The semi-truth of it is, her body runs hotter than most human beings’, and she doesn’t have the strength to carry the burden of watching one of the four of them, of watching _Ripley_ , in particular, die from hypothermia after surviving the _Auriga_. The irony of it sits like cotton in her mouth, makes her swallow and swallow and clear her throat, like struggling through an unwelcome taste.

 

 

 

The _Betty_ is a sight for sore eyes by the time she finally lands, and while all agree that it fits in perfectly with the Parisian shit-hole aesthetic, they can also agree that it’s likely to draw unwanted attention. Attention that comes with big guns and bigger questions, the likes of which Call, nor the other three, want to stare down the barrel of.

That leaves them with said Parisian shit-hole to find a place to bunker down for the night.

 

It’s Johner who finds the apartment block, half-blackened and boarded up where a fire has scorched through the building.

Vriess, strapped to his back, rolls his eyes and winces as Johner clears the front door with brute force.

“Honey,” Johner croons as he steps past the threshold, “I’m home.”

There’s no answer from within, aside from the howling wind as it passes past and through empty windows.

The walls are black and thick with the lingering stink of smoke. Johner leads the way up a staircase, creaking with each footstep, until they reach the first floor. There’s a pocket near the back of the building almost untouched from the flames. “Locks are busted,” Johner says as he kicks an apartment door open. The meagre light coming from whatever windows are left in the apartment paint a picture of dust and disuse, of obvious abandonment.

Johner steps inside with a sigh. “What a shithole.”

“Slept in worse,” Vriess says from his back, and Johner grunts in agreement.

 

Steps behind them, Call plants her feet just before the threshold of the apartment door.

Every instinct is telling her not to enter without a proper light, without being able to see if the shadows on the walls are just that, or if they’ll scatter at the touch of a torch beam, if they’ll slither up behind her while she’s unawares. The cool, damp touch of the alien hybrid’s elongated fingers still lingers over her cheeks; she shudders, and almost startles at the hand that lands on her shoulder.

Ripley is a full head taller than her; she makes Call crane her neck to see her face, and the smile there that’s gentle and fleeting.

“Come on,” she says, and brushes past on her way inside.

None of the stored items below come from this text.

//! # Message-Passing Conduits
//!
//! A [`Conduit`] is a fixed-capacity byte ring plus two bounded wait queues —
//! one for tasks blocked on a full buffer, one for tasks blocked on an empty
//! one. Every write is framed by a [`MessageHeader`] (sender id, payload
//! length, timestamp, flags) so `recv` always hands back exactly one
//! sender's write, never a partial or merged one, and the reader can see
//! who sent it and when without a side channel.
//!
//! The ring buffer's bookkeeping (`head`/`tail`/`len` over a fixed byte
//! range, wrapping on overflow) is the same discipline the allocators in
//! this workspace use for address-range bookkeeping, just applied to a
//! stream of bytes instead of a stream of memory blocks. Wait queues are
//! bounded arrays rather than intrusive lists: blocking on a conduit never
//! needs its own allocation, and a full wait queue is a real, reportable
//! condition (too many tasks already waiting) rather than an allocation
//! failure.

#![cfg_attr(not(test), no_std)]
#![allow(unsafe_code)]

use core::ptr::NonNull;
use kernel_sched::Task;

#[derive(Debug, Copy, Clone, Eq, PartialEq, thiserror::Error)]
pub enum ConduitError {
    #[error("message of {0} bytes does not fit in the conduit's buffer")]
    MessageTooLarge(usize),
    #[error("conduit buffer is full")]
    WouldBlockFull,
    #[error("conduit buffer is empty")]
    WouldBlockEmpty,
    #[error("output buffer of {0} bytes is too small for the pending message")]
    RecvBufferTooSmall(usize),
    #[error("conduit has been closed")]
    Closed,
    #[error("wait queue already has the maximum number of blocked tasks")]
    WaitQueueFull,
}

/// Fixed-capacity byte ring. `CAP` must be large enough to hold the longest
/// framed message this conduit will carry (header included).
struct RingBuffer<const CAP: usize> {
    buf: [u8; CAP],
    head: usize,
    len: usize,
}

impl<const CAP: usize> RingBuffer<CAP> {
    const fn new() -> Self {
        Self {
            buf: [0; CAP],
            head: 0,
            len: 0,
        }
    }

    const fn free(&self) -> usize {
        CAP - self.len
    }

    fn push(&mut self, data: &[u8]) -> Result<(), ConduitError> {
        if data.len() > self.free() {
            return Err(ConduitError::WouldBlockFull);
        }
        let mut pos = (self.head + self.len) % CAP;
        for &byte in data {
            self.buf[pos] = byte;
            pos = (pos + 1) % CAP;
        }
        self.len += data.len();
        Ok(())
    }

    fn pop(&mut self, out: &mut [u8]) -> Result<(), ConduitError> {
        if out.len() > self.len {
            return Err(ConduitError::WouldBlockEmpty);
        }
        let mut pos = self.head;
        for slot in out.iter_mut() {
            *slot = self.buf[pos];
            pos = (pos + 1) % CAP;
        }
        self.head = pos;
        self.len -= out.len();
        Ok(())
    }

    const fn is_empty(&self) -> bool {
        self.len == 0
    }
}

/// Bounded wait queue; holds pointers to tasks a [`Conduit`] has parked.
/// Waking a task is the caller's job: [`pop_one`](Self::pop_one)/
/// [`drain`](Self::drain) only hand back the pointer, since only the
/// scheduler knows how to make a task runnable again.
pub struct WaitQueue<const CAP: usize> {
    slots: [Option<NonNull<Task>>; CAP],
    count: usize,
}

impl<const CAP: usize> WaitQueue<CAP> {
    #[must_use]
    pub const fn new() -> Self {
        Self {
            slots: [None; CAP],
            count: 0,
        }
    }

    /// # Errors
    /// [`ConduitError::WaitQueueFull`] if `CAP` tasks are already parked.
    pub fn push(&mut self, task: NonNull<Task>) -> Result<(), ConduitError> {
        for slot in &mut self.slots {
            if slot.is_none() {
                *slot = Some(task);
                self.count += 1;
                return Ok(());
            }
        }
        Err(ConduitError::WaitQueueFull)
    }

    /// Take the oldest parked task, if any.
    pub fn pop_one(&mut self) -> Option<NonNull<Task>> {
        for slot in &mut self.slots {
            if let Some(task) = slot.take() {
                self.count -= 1;
                return Some(task);
            }
        }
        None
    }

    /// Wake every parked task (a broadcast), invoking `f` once per task in
    /// the order they were parked.
    pub fn drain(&mut self, mut f: impl FnMut(NonNull<Task>)) {
        for slot in &mut self.slots {
            if let Some(task) = slot.take() {
                f(task);
            }
        }
        self.count = 0;
    }

    #[must_use]
    pub const fn len(&self) -> usize {
        self.count
    }

    #[must_use]
    pub const fn is_empty(&self) -> bool {
        self.count == 0
    }
}
//! # Kernel Entry Point
//!
//! Brings every subsystem crate in this workspace up from a cold boot
//! hand-off: installs the heap, the physical frame allocator, one demo
//! virtual-memory domain, per-CPU state, the scheduler, a conduit, and a
//! syscall dispatch table, then settles into the idle loop.

#![no_std]
#![no_main]
#![allow(unsafe_code)]

extern crate alloc;

use alloc::vec;
use core::alloc::{GlobalAlloc, Layout};
use core::hint::spin_loop;
use core::ptr::NonNull;

use kernel_info::boot::{KernelBootInfo, MemoryRangeKind};
use kernel_info::memory::{CONDUIT_DEFAULT_CAPACITY, CONDUIT_DEFAULT_WAITERS, HHDM_BASE, KERNEL_BASE, PHYS_LOAD};
use kernel_vmem::domain::RefCountedFrameAlloc;
use kernel_vmem::{Domain, FrameAlloc, PhysAddr, PhysMapper, Protection, RegionKind, VirtAddr};

#[cfg(feature = "qemu")]
use kernel_qemu::qemu_trace;

#[panic_handler]
fn panic(info: &core::panic::PanicInfo) -> ! {
    #[cfg(feature = "qemu")]
    qemu_trace!("panic: {info}\n");
    #[cfg(not(feature = "qemu"))]
    let _ = info;
    loop {
        spin_loop();
    }
}

/// Boot stack size, used only until [`kernel_entry`] hands off to the
/// stack the rest of boot runs on.
const BOOT_STACK_SIZE: usize = 64 * 1024;

#[repr(align(16))]
struct Aligned<const N: usize>([u8; N]);

#[repr(align(4096))]
struct Align4K<const N: usize>([u8; N]);

#[unsafe(link_section = ".bss.boot")]
#[unsafe(no_mangle)]
static mut BOOT_STACK: Aligned<BOOT_STACK_SIZE> = Aligned([0; BOOT_STACK_SIZE]);

/// The kernel entry point.
///
/// # UEFI Interaction
/// The UEFI loader jumps here after `ExitBootServices`.
///
/// # ABI
/// `win64` since the reference loader is a UEFI (PE/COFF) application and
/// passes `boot_info` in `RCX` rather than `RDI`.
///
/// # Naked function & stack
/// Naked so we control the stack switch ourselves; a normal `extern "win64"
/// fn` prologue would try to unwind through a stack we're about to discard,
/// which is UB.
#[unsafe(no_mangle)]
#[unsafe(naked)]
pub extern "win64" fn _start_kernel(_boot_info: *const KernelBootInfo) {
    core::arch::naked_asm!(
        "cli",

        // These OUTs need no memory; if you see them, the trampoline page is
        // still mapped in the new CR3.
        "mov    dx, 0x402",
        "mov    al, 'C'",
        "out    dx, al",

        // Save RCX (boot_info per win64) before we clobber it.
        "mov r12, rcx",

        // Build our own kernel stack and a valid call frame for kernel_entry.
        "lea rax, [rip + {stack_sym}]",
        "add rax, {stack_size}",
        "and rax, -16",
        "sub rax, 32", // shadow space
        "mov rsp, rax",
        "push 0", // dummy return address, keeps rsp % 16 == 8 at entry
        "xor rbp, rbp",

        // Hand boot_info to kernel_entry in the SysV/C arg register.
        "mov rdi, r12",

        "mov    dx, 0x402",
        "mov    al, 'D'",
        "out    dx, al",

        "jmp {rust_entry}",
        stack_sym = sym BOOT_STACK,
        stack_size = const BOOT_STACK_SIZE,
        rust_entry = sym kernel_entry,
    );
}

#[cfg(feature = "qemu")]
fn init_logging() {
    let _ = kernel_qemu::logger::QemuLogger::new(log::LevelFilter::Trace).init();
}

#[cfg(not(feature = "qemu"))]
fn init_logging() {}

/// Kernel entry running on the stack [`_start_kernel`] built.
#[unsafe(no_mangle)]
extern "C" fn kernel_entry(boot_info: *const KernelBootInfo) -> ! {
    init_logging();
    log::info!("kernel reporting in");
    let bi = unsafe { &*boot_info };
    kernel_main(bi)
}

fn trace_boot_info(bi: &KernelBootInfo) {
    log::info!(
        "boot info: valid={} mode={:?} mmap_len={} rsdp={:#x} cpu_count={} boot_stack_top={:#x}",
        bi.is_valid(),
        bi.mode,
        bi.mmap.len,
        bi.rsdp_addr,
        bi.cpu_count,
        bi.boot_stack_top,
    );
}

/// Converts the virtual address of a `.bss`/`.data` static inside the
/// kernel image to its load-time physical address, using the same linear
/// relationship the linker script sets up between `KERNEL_BASE` and
/// `PHYS_LOAD`. Only valid for addresses inside this kernel's own image.
fn image_phys_addr(va: u64) -> u64 {
    PHYS_LOAD + (va - KERNEL_BASE)
}

struct KernelPhysMapper;

impl PhysMapper for KernelPhysMapper {
    unsafe fn phys_to_mut<'a, T>(&self, pa: PhysAddr) -> &'a mut T {
        let va = (HHDM_BASE + pa.as_u64()) as *mut T;
        unsafe { &mut *va }
    }
}

// --- Heap -------------------------------------------------------------

const HEAP_MIN_BLOCK: usize = 64;
const HEAP_ORDERS: usize = 14; // 64 B * 2^13 = 512 KiB largest block
const HEAP_BYTES: usize = 2 * 1024 * 1024;

static mut HEAP_REGION: Align4K<HEAP_BYTES> = Align4K([0; HEAP_BYTES]);

struct KernelHeap {
    inner: kernel_sync::Mutex<Option<kernel_buddy::BuddyAllocator<HEAP_ORDERS>>, kernel_sync::RawSpin>,
}

impl KernelHeap {
    const fn uninit() -> Self {
        Self {
            inner: kernel_sync::Mutex::from_raw(kernel_sync::RawSpin::new(), None),
        }
    }
}

unsafe impl GlobalAlloc for KernelHeap {
    unsafe fn alloc(&self, layout: Layout) -> *mut u8 {
        let size = layout.size().max(layout.align()).max(1);
        let mut guard = self.inner.lock();
        let Some(backend) = guard.as_mut() else {
            return core::ptr::null_mut();
        };
        match backend.alloc(size) {
            Ok(addr) => addr as *mut u8,
            Err(_) => core::ptr::null_mut(),
        }
    }

    unsafe fn dealloc(&self, ptr: *mut u8, layout: Layout) {
        let size = layout.size().max(layout.align()).max(1);
        if let Some(backend) = self.inner.lock().as_mut() {
            backend.dealloc(ptr as usize, size);
        }
    }
}

#[global_allocator]
static HEAP: KernelHeap = KernelHeap::uninit();

fn init_heap() {
    let va = (&raw const HEAP_REGION) as usize;
    let mut backend = kernel_buddy::BuddyAllocator::<HEAP_ORDERS>::new(HEAP_MIN_BLOCK)
        .expect("HEAP_MIN_BLOCK is a power of two");
    unsafe { backend.add_region(va, HEAP_BYTES) };
    *HEAP.inner.lock() = Some(backend);
    log::info!("heap online: {HEAP_BYTES} bytes, min block {HEAP_MIN_BLOCK}");
}

// --- Task object cache --------------------------------------------------
//
// Task control blocks come out of their own slab cache rather than the
// general heap, so ready-queue bookkeeping never competes with ordinary
// kernel allocations for the same buddy pool.

const TASK_MIN_BLOCK: usize = 64;
const TASK_ORDERS: usize = 8; // 64 B * 2^7 = 8 KiB largest block
const TASK_REGION_BYTES: usize = 256 * 1024;
const TASK_SLAB_BYTES: usize = 4096;

static mut TASK_REGION: Align4K<TASK_REGION_BYTES> = Align4K([0; TASK_REGION_BYTES]);

type TaskCache = kernel_slab::SlabCache<kernel_buddy::BuddyAllocator<TASK_ORDERS>>;

static TASK_CACHE: kernel_sync::Mutex<Option<TaskCache>, kernel_sync::RawSpin> =
    kernel_sync::Mutex::from_raw(kernel_sync::RawSpin::new(), None);

fn init_task_cache() {
    let va = (&raw const TASK_REGION) as usize;
    let mut backend = kernel_buddy::BuddyAllocator::<TASK_ORDERS>::new(TASK_MIN_BLOCK)
        .expect("TASK_MIN_BLOCK is a power of two");
    unsafe { backend.add_region(va, TASK_REGION_BYTES) };
    let cache = TaskCache::new(core::mem::size_of::<kernel_sched::Task>(), TASK_SLAB_BYTES, backend)
        .expect("a Task fits in one slab");
    *TASK_CACHE.lock() = Some(cache);
}

fn alloc_task(id: kernel_sched::TaskId, priority: kernel_sched::Priority, context: kernel_context::Context) -> NonNull<kernel_sched::Task> {
    let mut guard = TASK_CACHE.lock();
    let cache = guard.as_mut().expect("task cache initialized before first task");
    let object = cache.alloc().expect("out of task slots").cast::<kernel_sched::Task>();
    unsafe {
        object.as_ptr().write(kernel_sched::Task::new(id, priority, context));
    }
    object
}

Call watches her until she reaches the far hallway and stops in a doorway, silhouetted by dim light. She’s all shoulders and jawline; when she turns back to check on Call, it’s with downturned curiosity and a little pleading. Ripley no longer looks the intimidating figure that she had aboard the _Auriga_. The journey to Earth has left her battered and bruised and exhausted, and that’s only what Call can see on the outside.

She wants to ask Ripley what happened on the _Betty_ , but doesn’t know how. Truthfully, she isn’t sure Ripley would know how to answer, either.

“Will it do?” Call asks once she’s inside, the door closed and unlocked behind her.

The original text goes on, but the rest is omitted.